There are those who emphasize Yaacov’s expression, Lechem le’echol uveged lilbosh, “bread to eat and garment to dress”, alluding that it is obvious that clothing is for dressing and bread is for eating. It is therefore worth asking, given that the Bible is especially frugal with words: why the redundancy? Some respond by saying that there are times in life when one can enjoy material abundance, but the state of health does not allow one to eat. Therefore, Yaacov’s request was twofold: to have the bread and at the same time to have the possibility and the opportunity to consume and taste it.
Because that’s not always the case. What value did Jewish mansions have in Nazi Germany in the forties?
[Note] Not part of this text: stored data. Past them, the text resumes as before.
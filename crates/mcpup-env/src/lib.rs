//! Secure environment assembly for upstream MCP child processes.
//!
//! Produces the environment and, where the command needs a login shell, the
//! wrapped argv to hand to a process spawner. See [`EnvAssembler::assemble`].

mod allowlist;
mod path;
mod shell;

pub use shell::{WrappedCommand, escape_unix, escape_windows, wrap_with_login_shell};

use std::collections::HashMap;
use thiserror::Error;

#[derive(Debug, Error)]
pub enum EnvError {
    #[error("working directory does not exist: {0}")]
    InvalidWorkingDir(String),
}

/// Fails fast if `path` isn't a directory that exists, so a misconfigured
/// `working_dir` surfaces as a connect-time config error instead of a spawn
/// failure from the OS.
pub fn validate_working_dir(path: &str) -> Result<(), EnvError> {
    if std::path::Path::new(path).is_dir() {
        Ok(())
    } else {
        Err(EnvError::InvalidWorkingDir(path.to_string()))
    }
}

/// Per-server overrides layered over the filtered parent environment.
#[derive(Debug, Clone, Default)]
pub struct EnvPolicy {
    /// Extra allow-list patterns (exact names or `prefix*` wildcards).
    pub extra_allow: Vec<String>,
    /// Variables always injected, overriding anything inherited.
    pub custom_env: Vec<(String, String)>,
    /// Enables Unix PATH enhancement even when the inherited PATH looks
    /// rich already. Ignored on Windows, where enhancement always runs.
    pub enhance_path: bool,
    /// Wrap the command through the user's login shell for PATH
    /// inheritance from `.bashrc`/`.zshrc`-style startup files.
    pub shell_wrap: bool,
}

/// A fully assembled child-process invocation: filtered environment plus
/// (optionally) a shell-wrapped command line.
#[derive(Debug, Clone)]
pub struct AssembledCommand {
    pub program: String,
    pub args: Vec<String>,
    pub env: Vec<(String, String)>,
}

/// Builds [`AssembledCommand`]s from a `(command, args)` pair and an
/// [`EnvPolicy`], given the parent process environment.
#[derive(Debug, Default)]
pub struct EnvAssembler;

impl EnvAssembler {
    pub fn new() -> Self {
        Self
    }

    /// Assembles the environment and argv for spawning `command args...`.
    ///
    /// On Unix, PATH is enhanced in place (merging discovered tool
    /// directories) before the shell wrap, if any, is applied. On Windows,
    /// PATH is reconstructed from the registry unconditionally.
    pub fn assemble(
        &self,
        command: &str,
        args: &[String],
        policy: &EnvPolicy,
        parent_env: impl IntoIterator<Item = (String, String)>,
    ) -> Result<AssembledCommand, EnvError> {
        let mut env_map: HashMap<String, String> = parent_env.into_iter().collect();

        #[cfg(windows)]
        {
            if let Ok(reconstructed) = path::reconstruct_windows_path() {
                if !reconstructed.is_empty() {
                    env_map.insert("PATH".to_string(), reconstructed);
                }
            }
        }
        #[cfg(not(windows))]
        {
            let inherited = env_map.get("PATH").cloned().unwrap_or_default();
            let enhanced = path::enhance_unix_path(&inherited, policy.enhance_path);
            env_map.insert("PATH".to_string(), enhanced);
        }

        let filtered = allowlist::filter_env(env_map, &policy.extra_allow, &policy.custom_env);

        let (program, args) = if policy.shell_wrap {
            let shell = filtered
                .iter()
                .find(|(k, _)| k == "SHELL")
                .map(|(_, v)| v.clone())
                .unwrap_or_else(|| "/bin/sh".to_string());
            let wrapped = shell::wrap_with_login_shell(command, args, &shell, cfg!(windows));
            (wrapped.program, wrapped.args)
        } else {
            (command.to_string(), args.to_vec())
        };

        Ok(AssembledCommand {
            program,
            args,
            env: filtered,
        })
    }
}

#[cfg(test)]
mod tests {
    use super::*;

    #[test]
    fn custom_env_survives_filtering() {
        let assembler = EnvAssembler::new();
        let policy = EnvPolicy {
            custom_env: vec![("MY_SERVER_FLAG".to_string(), "1".to_string())],
            ..Default::default()
        };
        let parent = vec![("PATH".to_string(), "/usr/bin".to_string())];
        let assembled = assembler.assemble("python3", &[], &policy, parent).unwrap();
        assert!(
            assembled
                .env
                .iter()
                .any(|(k, v)| k == "MY_SERVER_FLAG" && v == "1")
        );
    }

    #[test]
    fn validate_working_dir_accepts_existing_directory() {
        assert!(validate_working_dir(env!("CARGO_MANIFEST_DIR")).is_ok());
    }

    #[test]
    fn validate_working_dir_rejects_missing_path() {
        let err = validate_working_dir("/no/such/directory/mcpup-test").unwrap_err();
        assert!(matches!(err, EnvError::InvalidWorkingDir(_)));
    }

    #[test]
    fn no_shell_wrap_by_default() {
        let assembler = EnvAssembler::new();
        let policy = EnvPolicy::default();
        let assembled = assembler
            .assemble("python3", &["-m".to_string(), "srv".to_string()], &policy, Vec::new())
            .unwrap();
        assert_eq!(assembled.program, "python3");
        assert_eq!(assembled.args, vec!["-m".to_string(), "srv".to_string()]);
    }
}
What was the consideration given to the Jewish scholars who contributed so much to their remarkable universities and, consequently, to German culture? Neither material goods nor intellectual achievements were valid at the time when there was a total eclipse of reason and humanism, the darkness that permitted the genocide of just decades ago.
Arriving at his uncle Lavan’s house, Yaacov falls in love with his daughter Rachel and, to marry her, offers to work for free for seven years. Both sides agree, but at dawn after their wedding night, Yaacov discovers, Vehine hi Le’ah, the woman next to him, in his bed, is Le’ah, Rachel’s older sister. Recall that Rivkah, Yaacov’s mother, had placed a veil over her face the first time she saw Yitzchak, thereby hiding her face.
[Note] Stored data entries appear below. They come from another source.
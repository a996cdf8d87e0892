//! Primitive encode/decode helpers for the memory image.
//!
//! All integers are little-endian `u32`. Strings map one character to one
//! byte (U+0000..=U+00FF); there is no length prefix and no terminator,
//! since record headers carry every field boundary.

use worlds_core::{CompileError, RecordKind};

/// Width of one header slot or reference word, in bytes.
pub const WORD: u32 = 4;

/// Byte position of header slot `i` relative to a record's start.
pub const fn slot(i: u32) -> u32 {
    i * WORD
}

// ── Writers ─────────────────────────────────────────────────────

/// Append a little-endian u32.
pub fn put_u32_le(buf: &mut Vec<u8>, v: u32) {
    buf.extend_from_slice(&v.to_le_bytes());
}

/// Overwrite four bytes at `pos` with a little-endian u32.
///
/// Returns `None` if `pos..pos + 4` is out of bounds.
pub fn write_u32_at(buf: &mut [u8], pos: usize, v: u32) -> Option<()> {
    let dst = buf.get_mut(pos..pos.checked_add(4)?)?;
    dst.copy_from_slice(&v.to_le_bytes());
    Some(())
}

// ── Readers ─────────────────────────────────────────────────────

/// Read a little-endian u32 at `pos`.
///
/// Returns `None` if `pos..pos + 4` is out of bounds.
pub fn read_u32_at(buf: &[u8], pos: usize) -> Option<u32> {
    let src = buf.get(pos..pos.checked_add(4)?)?;
    let mut word = [0u8; 4];
    word.copy_from_slice(src);
    Some(u32::from_le_bytes(word))
}

// ── Strings ─────────────────────────────────────────────────────

/// Encode a string field, one byte per character.
///
/// `record`, `name`, and `field` only feed the error if a character falls
/// outside the single-byte range.
pub fn encode_str(
    s: &str,
    record: RecordKind,
    name: &str,
    field: &'static str,
) -> Result<Vec<u8>, CompileError> {
    s.chars()
        .map(|ch| {
            u8::try_from(ch as u32).map_err(|_| CompileError::UnencodableString {
                record,
                name: name.to_string(),
                field,
                ch,
            })
        })
        .collect()
}

/// Decode bytes produced by [`encode_str`].
pub fn decode_str(bytes: &[u8]) -> String {
    bytes.iter().map(|&b| char::from(b)).collect()
}
//! Flat memory image layout for the Worlds compiler.
//!
//! Serializes a resolved [`Graph`](worlds_core::Graph) into one contiguous
//! byte buffer in which records point at each other through 32-bit offsets.
//!
//! # Architecture
//!
//! ```text
//! ImageBuilder (orchestrator)
//! ├── allocate()        one cursor folded over animals → instances → worlds
//! │   └── encode_*()    per-record blob: [header offsets][field bytes]
//! ├── placement         copy each blob to its offset in a zeroed buffer
//! └── back-patch        write each world's offset into its instances
//! ```
//!
//! # Record format
//!
//! Every record starts with a header of little-endian `u32` offsets, one
//! per field, relative to the record's own start. Strings are one byte per
//! character with no terminator; a field ends where the next header slot
//! begins, or at the end of the record for the last field.
//!
//! ```text
//! Animal   [gene][name][sound]          gene bytes, name bytes, sound bytes
//! Instance [world][name][species]       world-ref u32, name bytes, animal u32
//! World    [name][contains]             name bytes, instance u32 × n
//! ```

#![deny(missing_docs)]
#![deny(rustdoc::broken_intra_doc_links)]
#![forbid(unsafe_code)]

pub mod address;
pub mod codec;
pub mod config;
pub mod image;
pub mod layout;
pub mod record;
pub mod table;
pub mod view;

pub use address::{deref, field_address};
pub use config::ImageConfig;
pub use image::{ImageBuilder, MemoryImage};
pub use layout::{allocate, Layout, PlacedRecord};
pub use record::{EncodedRecord, INSTANCE_WORLD_REF};
pub use table::OffsetTable;
pub use view::{DecodedAnimal, DecodedInstance, DecodedWorld, ImageView, RecordSpan};
//! Instruction emission for the Worlds compiler.
//!
//! Turns a finished [`MemoryImage`](worlds_image::MemoryImage) into a
//! [`Program`]: the image as initial memory, one store per transfer, one
//! narration call per instance, and a final `return 0`.
//!
//! # Narration chain
//!
//! For the instance at `I`, each argument is a field address computed by
//! the combinator `field(base, slot) = base + load(base + slot * 4)`:
//!
//! ```text
//! W      = load(field(I, world-ref))
//! A      = load(field(I, species))
//! call narrate(field(W, name), field(A, gene), field(A, name),
//!              field(I, name), field(A, sound))
//! ```
//!
//! [`Machine`] runs the body the way the target would, and [`wat`] renders
//! it as module text.

#![deny(missing_docs)]
#![deny(rustdoc::broken_intra_doc_links)]
#![forbid(unsafe_code)]

pub mod config;
pub mod emitter;
pub mod instr;
pub mod machine;
pub mod program;
pub mod wat;

pub use config::EmitConfig;
pub use emitter::{emit, narration_exprs, Emitter};
pub use instr::{Expr, Instruction};
pub use machine::{Machine, Narration, NarrationSink, Trap};
pub use program::{NarrationCall, Program, StoreOp};
pub use wat::{render, Wat};
//! Benchmark profiles for the Worlds compiler.
//!
//! - [`reference_profile`]: 200 species, 2 000 instances, 50 worlds
//! - [`stress_profile`]: 1 000 species, 20 000 instances, 500 worlds

#![forbid(unsafe_code)]
#![deny(rustdoc::broken_intra_doc_links)]

use worlds_core::Graph;
use worlds_test_utils::GraphGen;

/// A mid-sized graph with one transfer per ten instances.
pub fn reference_profile(seed: u64) -> Graph {
    GraphGen::new(seed)
        .animals(200)
        .instances(2_000)
        .worlds(50)
        .transfers(200)
        .max_str(16)
        .generate()
}

/// A large graph for stress testing the layout and emission paths.
///
/// Roughly a megabyte of image, well inside the default 16 MiB bound.
pub fn stress_profile(seed: u64) -> Graph {
    GraphGen::new(seed)
        .animals(1_000)
        .instances(20_000)
        .worlds(500)
        .transfers(5_000)
        .max_str(24)
        .generate()
}

#[cfg(test)]
mod tests {
    use super::*;

    #[test]
    fn reference_profile_shape() {
        let g = reference_profile(42);
        assert_eq!(g.animals.len(), 200);
        assert_eq!(g.instances.len(), 2_000);
        assert_eq!(g.worlds.len(), 50);
        assert_eq!(g.transfers.len(), 200);
    }
}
We already pointed out that this is where the tradition comes from that every bride covers her face during the wedding ceremony. Was the veil of Le’ah, perhaps, so thick as to hide the bride’s face? Our Chachamim, aware of the difficulty of explaining the deception that Yaacov suffers, suggest that Rachel and Yaacov had agreed on certain secret signs with each other, and it was Rachel herself who revealed to Le’ah the signs agreed with Yaacov, so that, being the eldest of the sisters, she could marry first, as tradition points out. Today we would think, perhaps, that Rachel’s altruism was excessive. Filial fidelity must also know certain limits. In the darkness of the night, Yaacov is satisfied that Rachel is the one next to him, hearing the secret words they had agreed upon.
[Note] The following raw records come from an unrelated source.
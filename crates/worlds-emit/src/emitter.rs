//! Lowering a memory image and its graph to an entry-function body.
//!
//! Transfers become constant-address stores into instance world-reference
//! words. Narration becomes, per instance, five address chains built from
//! the `base + load(base + slot)` field combinator. Before any instruction
//! is emitted, every chain is also resolved on a scratch copy of the memory
//! with all transfers applied, so a chain that would dereference an unset
//! or dangling word fails the compilation instead of narrating garbage.

use tracing::{debug, info};
use worlds_core::{CompileError, Graph, Offset, RecordKind, Transfer};
use worlds_image::codec::{read_u32_at, slot, write_u32_at};
use worlds_image::record::{self, INSTANCE_WORLD_REF};
use worlds_image::{deref, field_address, ImageView, MemoryImage};

use crate::config::EmitConfig;
use crate::instr::{Expr, Instruction};
use crate::program::{NarrationCall, Program, StoreOp};

/// Emit the program for `graph` over its finished `image`.
///
/// # Errors
///
/// - [`CompileError::ReferenceResolution`] if a transfer or instance has
///   no offset in the image tables.
/// - [`CompileError::Dereference`] if a narration chain cannot be
///   resolved, most often because an instance was never placed.
/// - [`CompileError::LayoutOverflow`] if the image needs more pages than
///   [`EmitConfig::max_pages`].
pub fn emit(
    graph: &Graph,
    image: &MemoryImage,
    config: &EmitConfig,
) -> Result<Program, CompileError> {
    Emitter::new(graph, image, config).emit()
}

/// Instruction emitter over one graph and its image.
pub struct Emitter<'a> {
    graph: &'a Graph,
    image: &'a MemoryImage,
    config: &'a EmitConfig,
}

impl<'a> Emitter<'a> {
    /// Prepare to emit `graph` over `image`.
    pub fn new(graph: &'a Graph, image: &'a MemoryImage, config: &'a EmitConfig) -> Self {
        Self {
            graph,
            image,
            config,
        }
    }

    /// Lower transfers and narration, then assemble the body.
    pub fn emit(self) -> Result<Program, CompileError> {
        let pages = self.check_pages()?;

        let stores = self
            .graph
            .transfers
            .iter()
            .enumerate()
            .map(|(position, t)| self.lower_transfer(position, t))
            .collect::<Result<Vec<_>, _>>()?;

        // Narration runs after every store, so resolve against that state.
        let mut scratch = self.image.bytes().to_vec();
        for op in &stores {
            write_u32_at(&mut scratch, op.target.index(), op.value.get()).ok_or_else(|| {
                CompileError::ReferenceResolution {
                    record: RecordKind::Instance,
                    name: op.instance.clone(),
                    field: "world",
                    target: format!("store target {} outside the image", op.target),
                }
            })?;
        }
        let view = ImageView::new(&scratch, self.image.spans());

        let mut resolved = Vec::with_capacity(self.graph.instances.len());
        for inst in &self.graph.instances {
            let base = self.image.instances().get(&inst.name).ok_or_else(|| {
                CompileError::ReferenceResolution {
                    record: RecordKind::Instance,
                    name: inst.name.clone(),
                    field: "name",
                    target: "no assigned offset".to_string(),
                }
            })?;
            let call = Chain {
                view,
                instance: &inst.name,
            }
            .resolve(base)?;
            debug!(instance = %inst.name, args = ?call.args(), "resolved narration");
            resolved.push((base, call));
        }

        let mut body = Vec::with_capacity(stores.len() + resolved.len() + 1);
        body.extend(stores.iter().map(store_instruction));
        body.extend(
            resolved
                .iter()
                .map(|&(base, _)| Instruction::Narrate(Box::new(narration_exprs(base)))),
        );
        body.push(Instruction::Return(Expr::Const(0)));
        let narrations: Vec<NarrationCall> = resolved.into_iter().map(|(_, call)| call).collect();

        info!(
            stores = stores.len(),
            narrations = narrations.len(),
            instructions = body.len(),
            pages = pages.0,
            "program emitted"
        );

        Ok(Program {
            image: self.image.clone(),
            stores,
            narrations,
            body,
            pages,
        })
    }

    fn check_pages(&self) -> Result<(u32, u32), CompileError> {
        let initial = self.config.pages_for(self.image.len());
        if initial > self.config.max_pages {
            return Err(CompileError::LayoutOverflow {
                required: u64::from(self.image.len()),
                limit: u64::from(self.config.max_pages) * u64::from(EmitConfig::PAGE_SIZE),
            });
        }
        Ok((initial, self.config.max_pages))
    }

    fn lower_transfer(&self, position: usize, t: &Transfer) -> Result<StoreOp, CompileError> {
        let unresolved = |field: &'static str, target: String| CompileError::ReferenceResolution {
            record: RecordKind::Instance,
            name: format!("transfer #{position}"),
            field,
            target,
        };

        let inst = self
            .graph
            .instance(t.instance)
            .ok_or_else(|| unresolved("instance", t.instance.to_string()))?;
        let world = self
            .graph
            .world(t.to)
            .ok_or_else(|| unresolved("to", t.to.to_string()))?;
        let inst_off = self
            .image
            .instances()
            .get(&inst.name)
            .ok_or_else(|| {
                unresolved("instance", format!("instance '{}' with no offset", inst.name))
            })?;
        let world_off = self
            .image
            .worlds()
            .get(&world.name)
            .ok_or_else(|| unresolved("to", format!("world '{}' with no offset", world.name)))?;
        let target = inst_off
            .checked_add(INSTANCE_WORLD_REF)
            .ok_or_else(|| unresolved("instance", format!("instance at {inst_off}")))?;

        debug!(
            instance = %inst.name,
            world = %world.name,
            target = target.get(),
            value = world_off.get(),
            "lowered transfer"
        );
        Ok(StoreOp {
            instance: inst.name.clone(),
            world: world.name.clone(),
            target,
            value: world_off,
        })
    }
}

/// `store offset=12 (const instance) (const world)`.
fn store_instruction(op: &StoreOp) -> Instruction {
    Instruction::Store {
        offset: INSTANCE_WORLD_REF,
        addr: Expr::offset(Offset(op.target.get() - INSTANCE_WORLD_REF)),
        value: Expr::offset(op.value),
    }
}

/// The five address expressions narrating the instance at `base`.
pub fn narration_exprs(base: Offset) -> [Expr; 5] {
    let inst = Expr::offset(base);
    let world = Expr::load(Expr::field(inst.clone(), slot(record::instance::WORLD)));
    let animal = Expr::load(Expr::field(inst.clone(), slot(record::instance::SPECIES)));
    [
        Expr::field(world, slot(record::world::NAME)),
        Expr::field(animal.clone(), slot(record::animal::GENE)),
        Expr::field(animal.clone(), slot(record::animal::NAME)),
        Expr::field(inst, slot(record::instance::NAME)),
        Expr::field(animal, slot(record::animal::SOUND)),
    ]
}

/// Compile-time walk of one instance's narration chain.
struct Chain<'v> {
    view: ImageView<'v>,
    instance: &'v str,
}

impl Chain<'_> {
    fn resolve(&self, inst: Offset) -> Result<NarrationCall, CompileError> {
        let world_ref = self.field(inst, record::instance::WORLD, "world-ref header")?;
        let world = self.follow(world_ref, RecordKind::World, "world-ref")?;
        let species_ref = self.field(inst, record::instance::SPECIES, "species header")?;
        let animal = self.follow(species_ref, RecordKind::Animal, "species")?;

        Ok(NarrationCall {
            instance: self.instance.to_string(),
            world_name: self.field(world, record::world::NAME, "world name")?,
            animal_gene: self.field(animal, record::animal::GENE, "animal gene")?,
            animal_name: self.field(animal, record::animal::NAME, "animal name")?,
            instance_name: self.field(inst, record::instance::NAME, "instance name")?,
            animal_sound: self.field(animal, record::animal::SOUND, "animal sound")?,
        })
    }

    fn fail(&self, step: &'static str, detail: String) -> CompileError {
        CompileError::Dereference {
            instance: self.instance.to_string(),
            step,
            detail,
        }
    }

    /// `base + mem[base + slot * 4]`, bounded by the image.
    fn field(
        &self,
        base: Offset,
        slot_index: u32,
        step: &'static str,
    ) -> Result<Offset, CompileError> {
        let addr = field_address(self.view.bytes(), base, slot_index).ok_or_else(|| {
            self.fail(step, format!("header slot {slot_index} of {base} unreadable"))
        })?;
        if addr.index() > self.view.bytes().len() {
            return Err(self.fail(step, format!("field address {addr} past end of image")));
        }
        Ok(addr)
    }

    /// Load the reference word at `addr` and check it names a `kind` record.
    fn follow(
        &self,
        addr: Offset,
        kind: RecordKind,
        step: &'static str,
    ) -> Result<Offset, CompileError> {
        let mem = self.view.bytes();
        let target = deref(mem, addr).ok_or_else(|| match read_u32_at(mem, addr.index()) {
            Some(_) => self.fail(step, "unset: no world placed or transferred it".to_string()),
            None => self.fail(step, format!("reference word at {addr} outside image")),
        })?;
        match self.view.span_at(target) {
            Some(span) if span.kind == kind => Ok(target),
            _ => Err(self.fail(step, format!("{target} is not the start of a {kind} record"))),
        }
    }
}

#[cfg(test)]
mod tests {
    use super::*;
    use worlds_core::{AnimalRef, Instance, InstanceRef, WorldRef};
    use worlds_image::{ImageBuilder, ImageConfig};

    fn build(graph: &Graph) -> MemoryImage {
        ImageBuilder::new(graph, ImageConfig::default())
            .build()
            .unwrap()
    }

    fn scenario(transfer: bool) -> Graph {
        let mut b = Graph::builder();
        let cat = b.animal("cat", "G1", "meow");
        let i1 = b.instance("i1", cat);
        b.world("w1", [i1]);
        let w2 = b.world("w2", Vec::new());
        if transfer {
            b.transfer(i1, w2);
        }
        b.build()
    }

    #[test]
    fn narration_addresses_for_scenario() {
        let graph = scenario(false);
        let image = build(&graph);
        let program = emit(&graph, &image, &EmitConfig::default()).unwrap();

        // cat@0 [12,14,17], i1@21 [12,16,18], w1@43 [8,10]
        let call = &program.narrations[0];
        assert_eq!(call.world_name, Offset(43 + 8));
        assert_eq!(call.animal_gene, Offset(12));
        assert_eq!(call.animal_name, Offset(14));
        assert_eq!(call.instance_name, Offset(21 + 16));
        assert_eq!(call.animal_sound, Offset(17));
        assert!(program.stores.is_empty());
        assert_eq!(program.body.len(), 2);
        assert_eq!(program.pages, (1, 256));
    }

    #[test]
    fn transfer_lowered_to_store_and_redirects_narration() {
        let graph = scenario(true);
        let image = build(&graph);
        let program = emit(&graph, &image, &EmitConfig::default()).unwrap();

        let w2 = image.worlds().get("w2").unwrap();
        assert_eq!(
            program.stores,
            vec![StoreOp {
                instance: "i1".into(),
                world: "w2".into(),
                target: Offset(21 + INSTANCE_WORLD_REF),
                value: w2,
            }]
        );
        assert_eq!(program.narrations[0].world_name, Offset(w2.get() + 8));
        assert!(matches!(program.body[0], Instruction::Store { offset: 12, .. }));
        assert_eq!(program.body.last(), Some(&Instruction::Return(Expr::Const(0))));
    }

    #[test]
    fn one_narration_per_instance_at_its_own_base() {
        let mut b = Graph::builder();
        let cat = b.animal("cat", "G1", "meow");
        let i1 = b.instance("i1", cat);
        let i2 = b.instance("i2", cat);
        b.world("w1", [i1, i2]);
        let graph = b.build();
        let image = build(&graph);
        let program = emit(&graph, &image, &EmitConfig::default()).unwrap();

        let expected: Vec<_> = ["i1", "i2"]
            .iter()
            .map(|name| {
                let base = image.instances().get(name).unwrap();
                Instruction::Narrate(Box::new(narration_exprs(base)))
            })
            .collect();
        assert_eq!(&program.body[..2], expected.as_slice());
        assert_eq!(program.narrations.len(), 2);
        assert_eq!(program.body.len(), 3);
    }

    #[test]
    fn instance_missing_from_image_fails_the_whole_emit() {
        let graph = scenario(false);
        let image = build(&graph);
        let mut stale = graph.clone();
        stale.instances.push(Instance {
            name: "ghost".into(),
            species: AnimalRef(0),
        });

        let err = emit(&stale, &image, &EmitConfig::default()).unwrap_err();
        assert!(matches!(
            err,
            CompileError::ReferenceResolution { ref name, field: "name", .. } if name == "ghost"
        ));
    }

    #[test]
    fn unplaced_instance_is_a_dereference_error() {
        let mut b = Graph::builder();
        let cat = b.animal("cat", "G1", "meow");
        b.instance("stray", cat);
        let graph = b.build();
        let image = build(&graph);

        let err = emit(&graph, &image, &EmitConfig::default()).unwrap_err();
        assert!(matches!(
            err,
            CompileError::Dereference { ref instance, step: "world-ref", .. } if instance == "stray"
        ));
    }

    #[test]
    fn transfer_rescues_unplaced_instance() {
        let mut b = Graph::builder();
        let cat = b.animal("cat", "G1", "meow");
        let stray = b.instance("stray", cat);
        let home = b.world("home", Vec::new());
        b.transfer(stray, home);
        let graph = b.build();
        let image = build(&graph);

        let program = emit(&graph, &image, &EmitConfig::default()).unwrap();
        let home_off = image.worlds().get("home").unwrap();
        assert_eq!(program.narrations[0].world_name, Offset(home_off.get() + 8));
    }

    #[test]
    fn dangling_transfer_is_a_reference_error() {
        let mut graph = scenario(false);
        graph.transfers.push(Transfer {
            instance: InstanceRef(0),
            to: WorldRef(9),
        });
        let image = build(&graph);

        let err = emit(&graph, &image, &EmitConfig::default()).unwrap_err();
        assert!(matches!(
            err,
            CompileError::ReferenceResolution { field: "to", .. }
        ));
    }

    #[test]
    fn oversized_image_rejected_by_page_limit() {
        let graph = scenario(false);
        let image = build(&graph);
        let config = EmitConfig {
            initial_pages: 2,
            max_pages: 1,
            ..EmitConfig::default()
        };
        let err = emit(&graph, &image, &config).unwrap_err();
        assert!(matches!(err, CompileError::LayoutOverflow { .. }));
    }
}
Yaacov decides to add another seven years to his servitude so that he can also marry Rachel. Yaacov loves Rachel and rejects Le’ah. God cannot contemplate hatred of a wife and allows only Le’ah to be fruitful and conceive. Her firstborn, Leah names Re’uven, re’u ben, “look, a son” concluding that now, having given birth to a future heir, her husband will love her. The births are successive, and the fourth child is called Yehudah, as an expression of her gratitude to God.
And why have waited for thanksgiving until this birth? Moreover, each additional birth was less vital to their marital relationship. It may be a question of teaching that every birth is an extraordinary event. If we were to ask parents who have half a dozen children if they miss the one who is not there when they sit at the table, we will confirm that this is so. Conception and pregnancy, giving birth, and seeing a human being grow, with his intellectual and spiritual capacity to perceive the world (it is our intellect and our human conception of the universe, which gives existence and reality to it) is a transcendental fact. Our personal obligation is to develop, to the best of our ability, the multiple talents, and aptitudes with which we have been endowed by the Almighty.